HSC/E Fundamental Review of Gas Safety
In 2000, following the ‘Fundamental Review of Gas Safety’, the Health and Safety Commission (now Executive) put forwarded a series of recommendations in its ‘Proposals for Change’ (also attached to this email) to improve Gas Safety management in the UK, including:
- A levy on the gas suppliers to pay for raising awareness of the dangers and for (recommendation 7)
- That the gas emergency service carry and use equipment to test gas appliances for emissions of carbon monoxide (CO). (recommendation 12)
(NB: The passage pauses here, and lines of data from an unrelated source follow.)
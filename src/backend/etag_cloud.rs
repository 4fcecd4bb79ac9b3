//! Etag-conditional cloud backend: a generic REST zone API (Cloudflare-style)
//! over `reqwest`, using `If-Match`/`If-None-Match` for optimistic
//! concurrency (spec.md §4.5).
//!
//! Modeled on the retrieval pack's `Provider`/`DnsProvider` trait shape: a
//! thin client wrapping `records()`/`apply()`-style calls, adapted to this
//! crate's `Backend` contract and bindy's `Bind9Manager`-style thin HTTP
//! adapter construction (a `reqwest::Client` plus a base URL and token).

use super::retry::retry_conflict;
use super::Backend;
use crate::cache::{RecordCache, VersionToken};
use crate::errors::BackendError;
use crate::record::{parse_name, DNSRecord, RData, RecordKind};
use async_trait::async_trait;
use hickory_proto::rr::Name;
use reqwest::{Client, StatusCode};
use serde::{Deserialize, Serialize};
use tokio::sync::Mutex;
use tracing::warn;

pub struct EtagCloudBackend {
    client: Client,
    base_url: String,
    api_token: String,
    zone_id: String,
    base_domain: hickory_proto::rr::Name,
    /// Per-RRset etags observed on GET/PUT responses, consulted to choose
    /// `If-Match`/`If-None-Match` on the next write (spec.md §4.4, §4.5).
    cache: Mutex<RecordCache>,
}

impl EtagCloudBackend {
    #[must_use]
    pub fn new(
        base_url: String,
        api_token: String,
        zone_id: String,
        base_domain: hickory_proto::rr::Name,
    ) -> Self {
        Self {
            client: Client::new(),
            base_url,
            api_token,
            zone_id,
            base_domain,
            cache: Mutex::new(RecordCache::new()),
        }
    }

    fn record_url(&self, name: &str, kind: RecordKind) -> String {
        format!(
            "{}/zones/{}/records/{}/{}",
            self.base_url, self.zone_id, kind, name
        )
    }

    fn absolute_name(&self, relative: &Name) -> Name {
        relative
            .clone()
            .append_domain(&self.base_domain)
            .unwrap_or_else(|_| relative.clone())
    }

    /// Re-fetches the single RRset at `(name, kind)` and refreshes its
    /// cached etag. Used as the `refresh` hook between conflict retries, and
    /// on 404 it drops the stale cache entry so the next write falls back to
    /// `If-None-Match: *`.
    async fn refresh_rrset(&self, name: &Name, kind: RecordKind) -> Result<(), BackendError> {
        let absolute = self.absolute_name(name).to_ascii();
        let url = self.record_url(&absolute, kind);
        let resp = self
            .client
            .get(&url)
            .bearer_auth(&self.api_token)
            .send()
            .await
            .map_err(|e| BackendError::Transient(e.to_string()))?;
        if resp.status() == StatusCode::NOT_FOUND {
            self.cache.lock().await.refresh(name, kind);
            return Ok(());
        }
        if !resp.status().is_success() {
            return Err(classify_status(resp.status(), &absolute, kind));
        }
        let etag = etag_header(&resp);
        self.cache
            .lock()
            .await
            .set_version(name, kind, etag.map(VersionToken::Etag));
        Ok(())
    }
}

fn etag_header(resp: &reqwest::Response) -> Option<String> {
    resp.headers()
        .get(reqwest::header::ETAG)
        .and_then(|v| v.to_str().ok())
        .map(str::to_string)
}

/// Wire representation of one RRset, as the remote API would serve it —
/// values plus the etag covering the whole RRset.
#[derive(Debug, Serialize, Deserialize)]
struct RRsetPayload {
    name: String,
    #[serde(rename = "type")]
    kind: String,
    ttl: u32,
    values: Vec<String>,
    #[serde(default)]
    etag: Option<String>,
}

#[derive(Debug, Deserialize)]
struct ListResponse {
    records: Vec<RRsetPayload>,
}

fn classify_status(status: StatusCode, name: &str, kind: RecordKind) -> BackendError {
    match status {
        StatusCode::PRECONDITION_FAILED | StatusCode::CONFLICT => BackendError::Conflict {
            name: name.to_string(),
            kind,
            reason: format!("etag mismatch ({status})"),
        },
        StatusCode::TOO_MANY_REQUESTS
        | StatusCode::BAD_GATEWAY
        | StatusCode::SERVICE_UNAVAILABLE
        | StatusCode::GATEWAY_TIMEOUT => BackendError::Transient(status.to_string()),
        _ => BackendError::Fatal(format!("unexpected status {status}")),
    }
}

#[async_trait]
impl Backend for EtagCloudBackend {
    async fn dns_records(&self) -> Result<Vec<DNSRecord>, BackendError> {
        let url = format!("{}/zones/{}/records", self.base_url, self.zone_id);
        let resp = self
            .client
            .get(&url)
            .bearer_auth(&self.api_token)
            .send()
            .await
            .map_err(|e| BackendError::Transient(e.to_string()))?;
        if !resp.status().is_success() {
            return Err(classify_status(resp.status(), &url, RecordKind::A));
        }
        let body: ListResponse = resp
            .json()
            .await
            .map_err(|e| BackendError::Fatal(e.to_string()))?;

        let mut out = Vec::new();
        for rrset in body.records {
            let Ok(name) = parse_name(&rrset.name) else {
                continue;
            };
            let Some(relative) = DNSRecord::new(name, 0, RData::Opaque(String::new()))
                .to_relative(&self.base_domain)
            else {
                warn!(name = %rrset.name, "record outside base zone, dropped");
                continue;
            };
            let mut kind_seen = None;
            for value in &rrset.values {
                let Some(data) = super::wire::parse(&rrset.kind, value) else {
                    continue;
                };
                if !data.kind().is_managed() {
                    continue;
                }
                kind_seen = Some(data.kind());
                out.push(DNSRecord::new(relative.name.clone(), rrset.ttl, data));
            }
            if let Some(kind) = kind_seen {
                self.cache.lock().await.set_version(
                    &relative.name,
                    kind,
                    rrset.etag.clone().map(VersionToken::Etag),
                );
            }
        }
        Ok(out)
    }

    async fn publish_record(&self, record: &DNSRecord) -> Result<(), BackendError> {
        retry_conflict(
            "publish_record",
            0.0,
            || self.publish_record_once(record),
            || self.refresh_rrset(&record.name, record.kind()),
        )
        .await
    }

    async fn suppress_record(&self, record: &DNSRecord) -> Result<(), BackendError> {
        retry_conflict(
            "suppress_record",
            0.0,
            || self.suppress_record_once(record),
            || self.refresh_rrset(&record.name, record.kind()),
        )
        .await
    }
}

impl EtagCloudBackend {
    async fn publish_record_once(&self, record: &DNSRecord) -> Result<(), BackendError> {
        let absolute = record.to_absolute(&self.base_domain);
        let name = absolute.name.to_ascii();
        let url = self.record_url(&name, record.kind());

        let payload = RRsetPayload {
            name: name.clone(),
            kind: record.kind().to_string(),
            ttl: record.ttl,
            values: vec![super::wire::render(&record.data)],
            etag: None,
        };

        let cached_etag = self
            .cache
            .lock()
            .await
            .get(&record.name, record.kind())
            .and_then(|rrset| match &rrset.version {
                Some(VersionToken::Etag(tag)) => Some(tag.clone()),
                _ => None,
            });

        let mut req = self
            .client
            .put(&url)
            .bearer_auth(&self.api_token)
            .json(&payload);
        req = match &cached_etag {
            Some(etag) => req.header("If-Match", etag.as_str()),
            None => req.header("If-None-Match", "*"),
        };

        let resp = req
            .send()
            .await
            .map_err(|e| BackendError::Transient(e.to_string()))?;
        if resp.status().is_success() {
            let etag = etag_header(&resp);
            self.cache
                .lock()
                .await
                .set_version(&record.name, record.kind(), etag.map(VersionToken::Etag));
            return Ok(());
        }
        Err(classify_status(resp.status(), &name, record.kind()))
    }

    async fn suppress_record_once(&self, record: &DNSRecord) -> Result<(), BackendError> {
        let absolute = record.to_absolute(&self.base_domain);
        let name = absolute.name.to_ascii();
        let url = self.record_url(&name, record.kind());

        let cached_etag = self
            .cache
            .lock()
            .await
            .get(&record.name, record.kind())
            .and_then(|rrset| match &rrset.version {
                Some(VersionToken::Etag(tag)) => Some(tag.clone()),
                _ => None,
            });

        let mut req = self.client.delete(&url).bearer_auth(&self.api_token);
        if let Some(etag) = &cached_etag {
            req = req.header("If-Match", etag.as_str());
        }

        let resp = req
            .send()
            .await
            .map_err(|e| BackendError::Transient(e.to_string()))?;
        if resp.status().is_success() || resp.status() == StatusCode::NOT_FOUND {
            self.cache.lock().await.refresh(&record.name, record.kind());
            return Ok(());
        }
        Err(classify_status(resp.status(), &name, record.kind()))
    }
}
20 years on, neither of these recommendations has been meaningfully implemented. CO-Gas Safety argues this is causing significant and avoidable hardship for survivors of CO poisoning and their families. With regard to (2) in particular, there remains no official free or straightforward procedure to obtain proof of the concentration of CO that was present in the air or emitting from live gas appliances. Whilst a survivor may be able to get a blood or breath test for CO, and the First Call Operators carry Personal Alarm Monitors, by the time either test is done, the appliances have long- since been switched off and the victim instructed to ventilate the room(s) and vacate the property. This has led to reports of survivors being disbelieved by friends, family and medical professionals, so preventing correct/sympathetic medical treatment and thereby wasting NHS funds. Due to its work, CO-Gas Safety is uniquely placed to understand the devastating impact this has, and this is further supported by research from Liverpool John Moore’s University into the experience of survivors.
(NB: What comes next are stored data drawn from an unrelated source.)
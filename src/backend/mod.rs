//! Backend contract (spec.md §4.3) and its concrete implementations.
//!
//! `Backend` is the abstraction bindy expresses as `Bind9Manager` for a
//! single DNS server: a thin trait with a handful of idempotent operations,
//! implemented once per provider. Every provider drives its operations
//! through [`retry::retry_conflict`], since a connection drop or pool
//! exhaustion (`BackendError::Transient`) is possible against any of them,
//! not only the two whose writes are guarded by an explicit conflict code
//! (route53's `InvalidChangeBatch`, the etag-conditional HTTP backend's
//! `412`/`409`). The SQL backend additionally avoids one conflict case
//! up front via `ON CONFLICT DO NOTHING` on the SRV/PTR add-to-set insert,
//! but still retries the surrounding transaction like every other op.

pub mod etag_cloud;
pub mod logonly;
pub mod retry;
pub mod route53;
pub mod shared;
pub mod sql;
pub mod wire;

use crate::errors::BackendError;
use crate::record::DNSRecord;
use async_trait::async_trait;

/// The operations every DNS-SD backend must provide (spec.md §4.3).
///
/// All records passed to and returned from these methods are relative to
/// the base zone (see [`crate::record::DNSRecord::to_relative`]); absolute
/// conversion is the caller's job.
#[async_trait]
pub trait Backend: Send + Sync {
    /// Every managed record currently visible in the zone. Records outside
    /// {A, AAAA, SRV, TXT, PTR, CNAME} or not subordinate to the base zone
    /// are filtered out by the implementation, with a WARN for the latter.
    async fn dns_records(&self) -> Result<Vec<DNSRecord>, BackendError>;

    /// Publish one record. A/AAAA/CNAME: upsert (RRset becomes exactly
    /// `{r}`). SRV/PTR: add-to-set (union into the RRset). TXT: replace
    /// (RRset becomes exactly `{r}`).
    async fn publish_record(&self, record: &DNSRecord) -> Result<(), BackendError>;

    /// Remove one record. A/AAAA/SRV/CNAME: delete `(name, type, value)`.
    /// TXT: delete the whole RRset at `(name, TXT)`.
    async fn suppress_record(&self, record: &DNSRecord) -> Result<(), BackendError>;

    /// Atomically remove an SRV record and, if no SRV remains at its name,
    /// its sibling TXT RRset and its PTR entry in the parent `_svc._proto`
    /// RRset (spec.md §4.3's refcount-like shared-record semantics).
    ///
    /// The default implementation is the generic `{read, decide, apply,
    /// verify}` state machine from spec.md §9, built from `suppress_record`
    /// and `dns_records`; backends capable of a single transaction (the SQL
    /// backend) override this with a tighter, atomic implementation.
    async fn suppress_shared_record(&self, srv: &DNSRecord) -> Result<(), BackendError> {
        shared::suppress_shared_srv(self, srv).await
    }
}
CO-Gas Safety argues the implementation of these recommendations has always been needed. However, this is now acute as symptoms of CO poisoning could easily be misdiagnosed as COVID-19. Furthermore, OfGEM is providing expanded funding provided by the new £30m ‘use it or lose it’ allowance vulnerable consumers, and more under the innovation initiatives contained within RIIO-2. As such, this is both an essential and opportune moment to finally see these recommendations implemented.
CO-Gas Safety Recommendations
CO-Gas Safety asks the APPCOG board to:
- Meet relevant Ministers to call on industry & wealthy charities to take action before winter
- Table an immediate EDM to call on industry & wealthy charities to do the same
- Meet OfGEM & HSE to ask Gas Emergency Services to test appliances for CO
- Request immediate help from DoH for a coordinated educational programme for medics
- Facilitate funding for films for prime-time TV & other media.